Data listing >>

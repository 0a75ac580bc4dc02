//! Configuration system for adhanr.
//!
//! Settings live in `adhanr.toml`, looked up in `$XDG_CONFIG_HOME/adhanr/`
//! (or the directory passed with `--config`). A commented default file is
//! written on first run.
//!
//! ```toml
//! #[Location]
//! latitude = 21.422500     # Geographic latitude (-90 to 90)
//! longitude = 39.826200    # Geographic longitude (-180 to 180)
//!
//! #[Calculation]
//! method = "muslim_world_league" # Calculation method identifier
//! madhab = "shafi"               # Asr shadow rule: "shafi" or "hanafi"
//! high_latitude_rule = "middle_of_the_night" # Fajr/Isha bound when twilight never ends
//!
//! #[Display]
//! time_format = "%H:%M"    # strftime pattern for prayer times
//! # timezone = "Asia/Riyadh" # IANA zone, defaults to system local time
//! ```

pub mod builder;
pub mod loading;
pub mod validation;

use anyhow::Result;
use serde::Deserialize;
use std::path::{Path, PathBuf};

use crate::board::BoardRequest;
use crate::constants::*;
use crate::oracle::{
    CalculationMethod, CalculationParameters, Coordinates, HighLatitudeRule, Madhab,
};
use crate::zone::DisplayZone;

pub use builder::create_default_config;
pub use loading::{get_config_path, load, load_from_path};

#[cfg(test)]
mod tests;

/// Settings loaded from `adhanr.toml`. Every field is optional in the file.
#[derive(Debug, Deserialize, Clone, PartialEq, Default)]
pub struct Config {
    pub latitude: Option<f64>,
    pub longitude: Option<f64>,
    pub method: Option<CalculationMethod>,
    pub madhab: Option<Madhab>,
    pub high_latitude_rule: Option<HighLatitudeRule>,
    pub timezone: Option<String>, // IANA name, system local when absent
    pub time_format: Option<String>,
}

impl Config {
    /// Load from the default location or `config_dir`, creating a default file if needed.
    pub fn load(config_dir: Option<&Path>) -> Result<Self> {
        load(config_dir)
    }

    pub fn load_from_path(path: &Path) -> Result<Self> {
        load_from_path(path)
    }

    pub fn get_config_path(config_dir: Option<&Path>) -> Result<PathBuf> {
        get_config_path(config_dir)
    }

    pub fn coordinates(&self) -> Result<Coordinates> {
        match (self.latitude, self.longitude) {
            (Some(lat), Some(lon)) => Ok(Coordinates::new(lat, lon)?),
            _ => anyhow::bail!("latitude and longitude must both be set"),
        }
    }

    pub fn parameters(&self) -> CalculationParameters {
        let defaults = CalculationParameters::default();
        CalculationParameters {
            method: self.method.unwrap_or(defaults.method),
            madhab: self.madhab.unwrap_or(defaults.madhab),
            high_latitude_rule: self
                .high_latitude_rule
                .unwrap_or(defaults.high_latitude_rule),
        }
    }

    pub fn zone(&self) -> Result<DisplayZone> {
        DisplayZone::from_name(self.timezone.as_deref())
    }

    pub fn time_format(&self) -> &str {
        self.time_format.as_deref().unwrap_or(DEFAULT_TIME_FORMAT)
    }

    /// Everything a resolution cycle needs from the config.
    pub fn board_request(&self) -> Result<BoardRequest> {
        Ok(BoardRequest {
            coordinates: self.coordinates()?,
            parameters: self.parameters(),
            zone: self.zone()?,
        })
    }

    pub fn log_config(&self, path: &Path) {
        let parameters = self.parameters();
        log_block_start!("Loaded configuration from {}", path.display());
        if let (Some(lat), Some(lon)) = (self.latitude, self.longitude) {
            log_indented!("Location: {lat:.4}°, {lon:.4}°");
        }
        log_indented!("Method: {}", parameters.method);
        log_indented!("Madhab: {}", parameters.madhab.as_str());
        log_indented!(
            "High latitude rule: {}",
            parameters.high_latitude_rule.as_str()
        );
        log_indented!(
            "Timezone: {}",
            self.timezone.as_deref().unwrap_or("local")
        );
    }
}
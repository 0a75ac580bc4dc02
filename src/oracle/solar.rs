//! Sun-elevation based prayer time calculation.
//!
//! Built on the `sunrise` crate's solar events:
//!
//! | Field      | Event                                              |
//! |------------|----------------------------------------------------|
//! | `fajr`     | morning depression of the method's Fajr angle      |
//! | `sunrise`  | sunrise                                            |
//! | `dhuhr`    | solar transit (midpoint of sunrise and sunset)     |
//! | `asr`      | afternoon elevation where shadow = factor + noon   |
//! | `maghrib`  | sunset                                             |
//! | `isha`     | evening depression, or fixed minutes after sunset  |
//!
//! The `sunrise` crate measures `SolarEvent::Elevation` as a depression: a
//! positive angle is below the horizon. Angle-based Fajr and Isha are bounded
//! by the [`HighLatitudeRule`] share of the night (sunset to next sunrise);
//! where the sun never reaches the angle the bound is used as is.
//!
//! The output also carries `midnight` and `last_third` of the night (measured
//! from sunset to the next day's Fajr). Those are not prayers and are dropped
//! by the projector.

use chrono::{DateTime, Datelike, Duration, NaiveDate, Utc};
use std::f64::consts::PI;
use sunrise::{SolarDay, SolarEvent};

use super::{CalculationParameters, Coordinates, HighLatitudeRule, IshaRule, ScheduleOracle};
use crate::constants::MAXIMUM_EVENT_DRIFT_HOURS;
use crate::prayer::{RawSchedule, ScheduleError};

/// Oracle backed by astronomical sun position.
#[derive(Debug, Default, Clone, Copy)]
pub struct SolarOracle;

impl SolarOracle {
    pub fn new() -> Self {
        Self
    }
}

impl ScheduleOracle for SolarOracle {
    fn query(
        &self,
        coordinates: Coordinates,
        date: NaiveDate,
        parameters: &CalculationParameters,
    ) -> Result<RawSchedule, ScheduleError> {
        let today = Twilight::compute(coordinates, date, parameters)?;
        let tomorrow = Twilight::compute(coordinates, next_date(date)?, parameters)?;

        let dhuhr = match (today.sunrise, today.sunset) {
            (Some(sunrise), Some(sunset)) => Some(sunrise + (sunset - sunrise) / 2),
            _ => None,
        };

        let asr_elevation = asr_elevation(
            coordinates.latitude(),
            solar_declination(date),
            parameters.madhab.shadow_factor(),
        );
        let asr = solar_day(coordinates, date)?.event_time(SolarEvent::Elevation {
            elevation: (-asr_elevation).to_radians(),
            morning: false,
        });

        let (midnight, last_third) = match (today.sunset, tomorrow.fajr) {
            (Some(sunset), Some(next_fajr)) => {
                let night = next_fajr - sunset;
                (Some(sunset + night / 2), Some(sunset + night * 2 / 3))
            }
            _ => (None, None),
        };

        let candidates = [
            ("fajr", today.fajr),
            ("sunrise", today.sunrise),
            ("dhuhr", dhuhr),
            ("asr", checked(date, "asr", asr)),
            ("maghrib", today.sunset),
            ("isha", today.isha),
            ("midnight", midnight),
            ("last_third", last_third),
        ];

        let mut raw = RawSchedule::new();
        for (field, instant) in candidates {
            match instant {
                Some(instant) => raw.insert(field, instant),
                None => log_debug!("No {field} for {date}"),
            }
        }
        Ok(raw)
    }
}

/// Sunrise, sunset and the twilight prayers around them for one date.
struct Twilight {
    fajr: Option<DateTime<Utc>>,
    sunrise: Option<DateTime<Utc>>,
    sunset: Option<DateTime<Utc>>,
    isha: Option<DateTime<Utc>>,
}

impl Twilight {
    fn compute(
        coordinates: Coordinates,
        date: NaiveDate,
        parameters: &CalculationParameters,
    ) -> Result<Self, ScheduleError> {
        let day = solar_day(coordinates, date)?;
        let following = next_date(date)?;
        let next_sunrise = solar_day(coordinates, following)?.event_time(SolarEvent::Sunrise);

        let sunrise = checked(date, "sunrise", day.event_time(SolarEvent::Sunrise));
        let sunset = checked(date, "maghrib", day.event_time(SolarEvent::Sunset));
        let night = match (sunset, checked(following, "sunrise", next_sunrise)) {
            (Some(sunset), Some(next_sunrise)) => Some(next_sunrise - sunset),
            _ => None,
        };
        let rule = parameters.high_latitude_rule;

        let fajr_angle = parameters.method.fajr_angle();
        let fajr = checked(date, "fajr", day.event_time(depression(fajr_angle, true)));
        let fajr = match (sunrise, night) {
            (Some(sunrise), Some(night)) => {
                let earliest = sunrise - night_share(night, rule, fajr_angle);
                Some(fajr.map_or(earliest, |fajr| fajr.max(earliest)))
            }
            _ => fajr,
        };

        let isha = match parameters.method.isha_rule() {
            IshaRule::MinutesAfterMaghrib(minutes) => {
                sunset.map(|sunset| sunset + Duration::minutes(minutes))
            }
            IshaRule::Angle(angle) => {
                let isha = checked(date, "isha", day.event_time(depression(angle, false)));
                match (sunset, night) {
                    (Some(sunset), Some(night)) => {
                        let latest = sunset + night_share(night, rule, angle);
                        Some(isha.map_or(latest, |isha| isha.min(latest)))
                    }
                    _ => isha,
                }
            }
        };

        Ok(Self {
            fajr,
            sunrise,
            sunset,
            isha,
        })
    }
}

fn solar_day(coordinates: Coordinates, date: NaiveDate) -> Result<SolarDay, ScheduleError> {
    let coord = sunrise::Coordinates::new(coordinates.latitude(), coordinates.longitude())
        .ok_or(ScheduleError::InvalidCoordinates {
            latitude: coordinates.latitude(),
            longitude: coordinates.longitude(),
        })?;
    Ok(SolarDay::new(coord, date))
}

fn next_date(date: NaiveDate) -> Result<NaiveDate, ScheduleError> {
    date.succ_opt().ok_or_else(|| ScheduleError::Oracle {
        date,
        reason: "date out of range".to_string(),
    })
}

/// Event for the sun `degrees` below the horizon.
fn depression(degrees: f64, morning: bool) -> SolarEvent {
    SolarEvent::Elevation {
        elevation: degrees.to_radians(),
        morning,
    }
}

/// Part of `night` the rule allows for a twilight of `angle` degrees.
fn night_share(night: Duration, rule: HighLatitudeRule, angle: f64) -> Duration {
    let millis = night.num_milliseconds() as f64 * rule.night_portion(angle);
    Duration::milliseconds(millis.round() as i64)
}

/// Solar declination in degrees for `date` (Spencer's Fourier series).
fn solar_declination(date: NaiveDate) -> f64 {
    let gamma = 2.0 * PI / 365.0 * (date.ordinal0() as f64);
    let radians = 0.006918 - 0.399912 * gamma.cos() + 0.070257 * gamma.sin()
        - 0.006758 * (2.0 * gamma).cos()
        + 0.000907 * (2.0 * gamma).sin()
        - 0.002697 * (3.0 * gamma).cos()
        + 0.00148 * (3.0 * gamma).sin();
    radians.to_degrees()
}

/// Sun elevation in degrees at which an object's shadow equals
/// `shadow_factor` times its length plus its noon shadow.
fn asr_elevation(latitude: f64, declination: f64, shadow_factor: f64) -> f64 {
    let noon_shadow = (latitude - declination).abs().to_radians().tan();
    (1.0 / (shadow_factor + noon_shadow)).atan().to_degrees()
}

fn checked(date: NaiveDate, field: &str, instant: DateTime<Utc>) -> Option<DateTime<Utc>> {
    if is_plausible(date, instant) {
        Some(instant)
    } else {
        log_debug!("Sun never reaches the {field} angle on {date}");
        None
    }
}

/// Reject instants the solar model produced for a sun that never reaches the
/// requested elevation (they collapse to nonsense dates).
fn is_plausible(date: NaiveDate, instant: DateTime<Utc>) -> bool {
    let Some(midnight) = date.and_hms_opt(0, 0, 0) else {
        return false;
    };
    let offset = instant.naive_utc() - midnight;
    offset.num_hours().abs() <= MAXIMUM_EVENT_DRIFT_HOURS
}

Task to carry out >>
Your answer should be a single number, the count of lines in the listing that contain "loading".

Your response >>
2